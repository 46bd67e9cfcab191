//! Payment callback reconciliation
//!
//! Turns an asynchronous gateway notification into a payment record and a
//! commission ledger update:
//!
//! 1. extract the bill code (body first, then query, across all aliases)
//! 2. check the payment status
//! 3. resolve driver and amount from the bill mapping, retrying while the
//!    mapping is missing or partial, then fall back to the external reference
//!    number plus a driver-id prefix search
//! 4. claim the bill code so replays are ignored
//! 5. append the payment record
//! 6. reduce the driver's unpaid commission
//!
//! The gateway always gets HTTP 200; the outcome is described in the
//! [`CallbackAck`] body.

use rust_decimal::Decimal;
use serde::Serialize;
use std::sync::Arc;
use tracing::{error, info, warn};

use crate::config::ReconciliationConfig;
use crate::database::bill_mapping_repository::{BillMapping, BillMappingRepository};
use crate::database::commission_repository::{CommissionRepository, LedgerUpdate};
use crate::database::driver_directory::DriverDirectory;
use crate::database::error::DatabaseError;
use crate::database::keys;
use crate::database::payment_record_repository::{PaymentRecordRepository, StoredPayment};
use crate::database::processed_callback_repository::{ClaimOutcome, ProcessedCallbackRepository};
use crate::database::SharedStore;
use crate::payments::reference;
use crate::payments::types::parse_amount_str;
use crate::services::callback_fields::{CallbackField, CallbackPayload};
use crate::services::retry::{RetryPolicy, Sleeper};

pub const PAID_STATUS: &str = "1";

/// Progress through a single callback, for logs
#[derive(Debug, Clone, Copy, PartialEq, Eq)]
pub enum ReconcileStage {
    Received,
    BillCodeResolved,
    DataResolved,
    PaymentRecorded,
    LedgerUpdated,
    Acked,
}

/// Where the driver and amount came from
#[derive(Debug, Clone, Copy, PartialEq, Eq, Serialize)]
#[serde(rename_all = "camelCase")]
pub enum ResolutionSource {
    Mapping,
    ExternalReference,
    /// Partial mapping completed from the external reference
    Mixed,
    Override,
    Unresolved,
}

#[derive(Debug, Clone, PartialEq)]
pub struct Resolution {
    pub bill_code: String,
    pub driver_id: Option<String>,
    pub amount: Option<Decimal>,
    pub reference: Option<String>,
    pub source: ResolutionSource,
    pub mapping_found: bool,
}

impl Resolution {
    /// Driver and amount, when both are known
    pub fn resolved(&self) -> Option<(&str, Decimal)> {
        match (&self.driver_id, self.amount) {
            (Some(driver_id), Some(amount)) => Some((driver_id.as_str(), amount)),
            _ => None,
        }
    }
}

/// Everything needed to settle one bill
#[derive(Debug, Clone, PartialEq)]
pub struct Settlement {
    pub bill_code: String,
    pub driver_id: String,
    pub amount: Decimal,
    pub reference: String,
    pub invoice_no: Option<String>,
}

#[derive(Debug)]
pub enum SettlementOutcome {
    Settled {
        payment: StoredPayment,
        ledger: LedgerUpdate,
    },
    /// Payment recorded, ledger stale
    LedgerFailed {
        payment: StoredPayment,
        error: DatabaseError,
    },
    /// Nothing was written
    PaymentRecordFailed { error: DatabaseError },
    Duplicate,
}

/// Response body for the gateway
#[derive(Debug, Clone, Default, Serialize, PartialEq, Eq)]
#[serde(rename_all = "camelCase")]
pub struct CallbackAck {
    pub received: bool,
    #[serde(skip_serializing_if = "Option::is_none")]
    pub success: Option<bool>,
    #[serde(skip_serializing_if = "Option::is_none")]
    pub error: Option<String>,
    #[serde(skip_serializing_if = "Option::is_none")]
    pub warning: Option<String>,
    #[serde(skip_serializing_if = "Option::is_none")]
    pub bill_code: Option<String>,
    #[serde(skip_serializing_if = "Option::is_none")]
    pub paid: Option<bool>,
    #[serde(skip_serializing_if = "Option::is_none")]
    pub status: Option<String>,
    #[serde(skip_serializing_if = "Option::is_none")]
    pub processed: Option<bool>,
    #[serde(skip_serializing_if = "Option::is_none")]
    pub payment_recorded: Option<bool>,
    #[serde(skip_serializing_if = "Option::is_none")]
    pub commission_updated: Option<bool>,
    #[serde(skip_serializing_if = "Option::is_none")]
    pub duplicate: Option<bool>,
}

+---+

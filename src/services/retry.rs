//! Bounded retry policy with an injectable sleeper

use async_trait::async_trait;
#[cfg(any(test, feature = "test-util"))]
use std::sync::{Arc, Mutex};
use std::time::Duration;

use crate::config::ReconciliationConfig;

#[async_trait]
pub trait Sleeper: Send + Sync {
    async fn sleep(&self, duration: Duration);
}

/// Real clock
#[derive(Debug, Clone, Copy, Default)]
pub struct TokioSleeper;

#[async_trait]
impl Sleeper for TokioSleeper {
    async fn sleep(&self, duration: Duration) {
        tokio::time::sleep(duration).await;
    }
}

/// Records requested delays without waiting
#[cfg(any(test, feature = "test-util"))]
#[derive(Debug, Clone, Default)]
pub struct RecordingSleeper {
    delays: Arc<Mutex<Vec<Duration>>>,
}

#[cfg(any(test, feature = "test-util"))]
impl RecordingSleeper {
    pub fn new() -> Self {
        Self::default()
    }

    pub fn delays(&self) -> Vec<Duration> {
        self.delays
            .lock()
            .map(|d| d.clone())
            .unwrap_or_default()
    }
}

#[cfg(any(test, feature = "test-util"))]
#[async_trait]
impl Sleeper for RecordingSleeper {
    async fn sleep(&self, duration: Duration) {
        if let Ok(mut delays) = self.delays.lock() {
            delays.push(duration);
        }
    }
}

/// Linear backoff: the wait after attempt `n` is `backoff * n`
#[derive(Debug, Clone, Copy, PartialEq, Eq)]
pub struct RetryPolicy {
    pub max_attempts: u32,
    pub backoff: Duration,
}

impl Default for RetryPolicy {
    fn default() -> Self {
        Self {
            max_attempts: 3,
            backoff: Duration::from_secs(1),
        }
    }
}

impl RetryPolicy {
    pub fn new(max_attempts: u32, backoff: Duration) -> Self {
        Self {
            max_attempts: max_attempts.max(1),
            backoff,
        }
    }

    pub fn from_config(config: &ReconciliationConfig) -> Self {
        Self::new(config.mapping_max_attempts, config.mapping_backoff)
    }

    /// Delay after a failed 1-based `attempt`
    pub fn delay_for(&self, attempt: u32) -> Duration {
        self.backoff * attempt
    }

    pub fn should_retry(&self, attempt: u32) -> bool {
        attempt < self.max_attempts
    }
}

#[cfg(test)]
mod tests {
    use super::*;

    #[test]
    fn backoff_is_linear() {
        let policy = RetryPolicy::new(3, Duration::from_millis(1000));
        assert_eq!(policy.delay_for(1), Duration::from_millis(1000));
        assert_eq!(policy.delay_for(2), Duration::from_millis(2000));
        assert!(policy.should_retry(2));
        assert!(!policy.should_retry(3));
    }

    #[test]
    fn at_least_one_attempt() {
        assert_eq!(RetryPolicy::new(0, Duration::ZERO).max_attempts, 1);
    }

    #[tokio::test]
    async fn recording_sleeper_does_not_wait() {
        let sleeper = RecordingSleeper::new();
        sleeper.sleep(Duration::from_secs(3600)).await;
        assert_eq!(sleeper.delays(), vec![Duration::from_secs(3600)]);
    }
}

+---+

▸ **Problem**: Only lines with the word "TokioSleeper" belong in the answer; copy each of them from the material above.

▸ **Result of this task**:
pub struct TokioSleeper;
impl Sleeper for TokioSleeper {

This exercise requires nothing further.